[gmx-developers] MASM assembly syntax

chris.neale at utoronto.ca chris.neale at utoronto.ca
Mon Jul 30 10:38:14 CEST 2007


This is not a particular request, but may be an interesting starting  
point for those wanting to tweak the speed of gromacs. This thread  
seemed like a reasonable place to post this information.

Regarding compilers, what about Sun Studio 12 (for linux boxes)? They  
tell our sys admin that they can acheive 25% faster runs than icc or  
gcc. However, their assembler doesn't handle the gromacs assembly  
code. I have assembled the assembly portion using gcc and then compile  
using sun studio by escaping the initial (see mothod at end). It runs  
fine, but doesn't go any faster than gcc alone.

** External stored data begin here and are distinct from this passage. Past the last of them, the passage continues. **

use crate::errors::{StoreError, StoreResult};
use async_trait::async_trait;
use chrono::Utc;
use sqlx::sqlite::SqlitePoolOptions;
use sqlx::{Row, SqlitePool};

/// Durable key-per-actor blob storage. One logical value per
/// (actor-id, key), single-key linearizable.
#[async_trait]
pub trait StateStore: Send + Sync {
    /// Save (insert or replace) a value.
    async fn save(&self, actor_id: &str, key: &str, value: &[u8]) -> StoreResult<()>;

    /// Retrieve a value, or None if the key has never been saved or
    /// was deleted.
    async fn retrieve(&self, actor_id: &str, key: &str) -> StoreResult<Option<Vec<u8>>>;

    /// Delete a value. Returns true when a row was actually removed.
    async fn delete(&self, actor_id: &str, key: &str) -> StoreResult<bool>;
}

/// SQLite-backed state store: one `actor_state` row per
/// (actor-id, key), value held as an opaque blob.
pub struct SqliteStateStore {
    pool: SqlitePool,
}

impl SqliteStateStore {
    /// Connect to the given SQLite URL and run the idempotent schema
    /// migration. Returning from here doubles as the readiness wait:
    /// the store is usable once the DDL has been applied.
    pub async fn connect(database_url: &str) -> StoreResult<Self> {
        // In-memory SQLite gives every pooled connection its own
        // database; a single connection keeps them looking at one.
        let max_connections = if database_url.contains(":memory:") { 1 } else { 5 };
        let pool = SqlitePoolOptions::new()
            .max_connections(max_connections)
            .connect(database_url)
            .await
            .map_err(|e| StoreError::Connection(e.to_string()))?;
        let store = Self { pool };
        store.migrate().await?;
        Ok(store)
    }

    pub fn with_pool(pool: SqlitePool) -> Self {
        Self { pool }
    }

    async fn migrate(&self) -> StoreResult<()> {
        sqlx::query(
            r#"
            CREATE TABLE IF NOT EXISTS actor_state (
                actor_id TEXT NOT NULL,
                state_key TEXT NOT NULL,
                value BLOB NOT NULL,
                updated_at TEXT NOT NULL,
                PRIMARY KEY (actor_id, state_key)
            )
            "#,
        )
        .execute(&self.pool)
        .await
        .map_err(|e| StoreError::Migration(e.to_string()))?;
        Ok(())
    }
}

#[async_trait]
impl StateStore for SqliteStateStore {
    async fn save(&self, actor_id: &str, key: &str, value: &[u8]) -> StoreResult<()> {
        let now = Utc::now().to_rfc3339();
        sqlx::query(
            r#"
            INSERT INTO actor_state (actor_id, state_key, value, updated_at)
            VALUES (?, ?, ?, ?)
            ON CONFLICT (actor_id, state_key)
            DO UPDATE SET value = excluded.value, updated_at = excluded.updated_at
            "#,
        )
        .bind(actor_id)
        .bind(key)
        .bind(value)
        .bind(now)
        .execute(&self.pool)
        .await?;
        Ok(())
    }

    async fn retrieve(&self, actor_id: &str, key: &str) -> StoreResult<Option<Vec<u8>>> {
        let row = sqlx::query(
            "SELECT value FROM actor_state WHERE actor_id = ? AND state_key = ?",
        )
        .bind(actor_id)
        .bind(key)
        .fetch_optional(&self.pool)
        .await?;
        Ok(row.map(|r| r.get::<Vec<u8>, _>("value")))
    }

    async fn delete(&self, actor_id: &str, key: &str) -> StoreResult<bool> {
        let result = sqlx::query(
            "DELETE FROM actor_state WHERE actor_id = ? AND state_key = ?",
        )
        .bind(actor_id)
        .bind(key)
        .execute(&self.pool)
        .await?;
        Ok(result.rows_affected() > 0)
    }
}

#[cfg(test)]
mod tests {
    use super::*;

    async fn store() -> SqliteStateStore {
        SqliteStateStore::connect("sqlite::memory:").await.unwrap()
    }

    #[tokio::test]
    async fn test_save_retrieve_round_trip() {
        let store = store().await;
        store.save("branch/b-1", "events", b"[1,2,3]").await.unwrap();
        let value = store.retrieve("branch/b-1", "events").await.unwrap();
        assert_eq!(value.as_deref(), Some(b"[1,2,3]".as_ref()));
    }

    #[tokio::test]
    async fn test_save_overwrites_existing_value() {
        let store = store().await;
        store.save("owner/o-1", "events", b"first").await.unwrap();
        store.save("owner/o-1", "events", b"second").await.unwrap();
        let value = store.retrieve("owner/o-1", "events").await.unwrap();
        assert_eq!(value.as_deref(), Some(b"second".as_ref()));
    }

    #[tokio::test]
    async fn test_retrieve_missing_key_is_none() {
        let store = store().await;
        assert!(store.retrieve("owner/o-1", "events").await.unwrap().is_none());
    }

    #[tokio::test]
    async fn test_delete_reports_whether_row_existed() {
        let store = store().await;
        store.save("reference/r-1", "events", b"x").await.unwrap();
        assert!(store.delete("reference/r-1", "events").await.unwrap());
        assert!(!store.delete("reference/r-1", "events").await.unwrap());
        assert!(store.retrieve("reference/r-1", "events").await.unwrap().is_none());
    }

    #[tokio::test]
    async fn test_file_backed_store_survives_reconnect() {
        let dir = tempfile::tempdir().unwrap();
        let url = format!("sqlite://{}/state.db?mode=rwc", dir.path().display());
        {
            let store = SqliteStateStore::connect(&url).await.unwrap();
            store.save("owner/o-1", "events", b"[]").await.unwrap();
        }
        let store = SqliteStateStore::connect(&url).await.unwrap();
        let value = store.retrieve("owner/o-1", "events").await.unwrap();
        assert_eq!(value.as_deref(), Some(b"[]".as_ref()));
    }

    #[tokio::test]
    async fn test_keys_are_scoped_per_actor() {
        let store = store().await;
        store.save("branch/b-1", "events", b"mine").await.unwrap();
        store.save("branch/b-2", "events", b"yours").await.unwrap();
        store.delete("branch/b-2", "events").await.unwrap();
        let value = store.retrieve("branch/b-1", "events").await.unwrap();
        assert_eq!(value.as_deref(), Some(b"mine".as_ref()));
    }
}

Below I list compilation instructions and also at the end some  
benchmarks that I ran in case this interests anybody.

Here are the instructions that I followed:
"To do this, simply configure as normal and ctrl-C after make
starting compiling files for src/gmxlib/nonbonded/nb_kernel/ (much less than a
minute). Then remove *.o and *.lo under that directory and then change  
mov to movq on line #29140 of "configure", you will then be
able to configure gromacs successfully.

$ diff ../configure.new configure
29140c29140
<         movq    %rsp, %rbp
---

          mov     %rsp, %rbp

For the entirely-non-assembly compilation test, I passed  
--disable-x86-64-sse to configure

Here is the generic instructions that I followed to  compile scalar  
gromacs with Sun Studio 12.

export PATH=/tools/SunStudio/12/sunstudio12/bin:$PATH
./configure --disable-float CC=cc CXX=CC F77=f77  
CFLAGS="-xtarget=opteron -xarch=sse2 -xprefetch -xprefetch_level=2  
-xvector=simd -xdepend=yes -xbuiltin=%all -xO5 -D_Bool=bool"  
CXXFLAGS="-xtarget=opteron -xarch=sse2 -xprefetch -xprefetch_level=2  
-xvector=simd -xdepend=yes -xbuiltin=%all -xO5 -D_Bool=bool"  
FFLAGS="-xtarget=opteron -xarch=sse2 -xprefetch -xprefetch_level=2  
-xvector=simd -stackvar -xO5 -stackvar -mt -dalign -fpp"  
CPPFLAGS=-I/tools/gromacs/fftw-3.0.1/include  
LDFLAGS=-L/tools/gromacs/fftw-3.0.1/lib  
--prefix=/tools/gromacs/3.3.1ss --disable-x86-64-sse
make
make install

#######

The benchmarks are below.  I don't know why my compilation didn't  
improve with the gcc assembly option. I also don't know why there is  
such a similar speed for single and double precision without the  
assembly loops.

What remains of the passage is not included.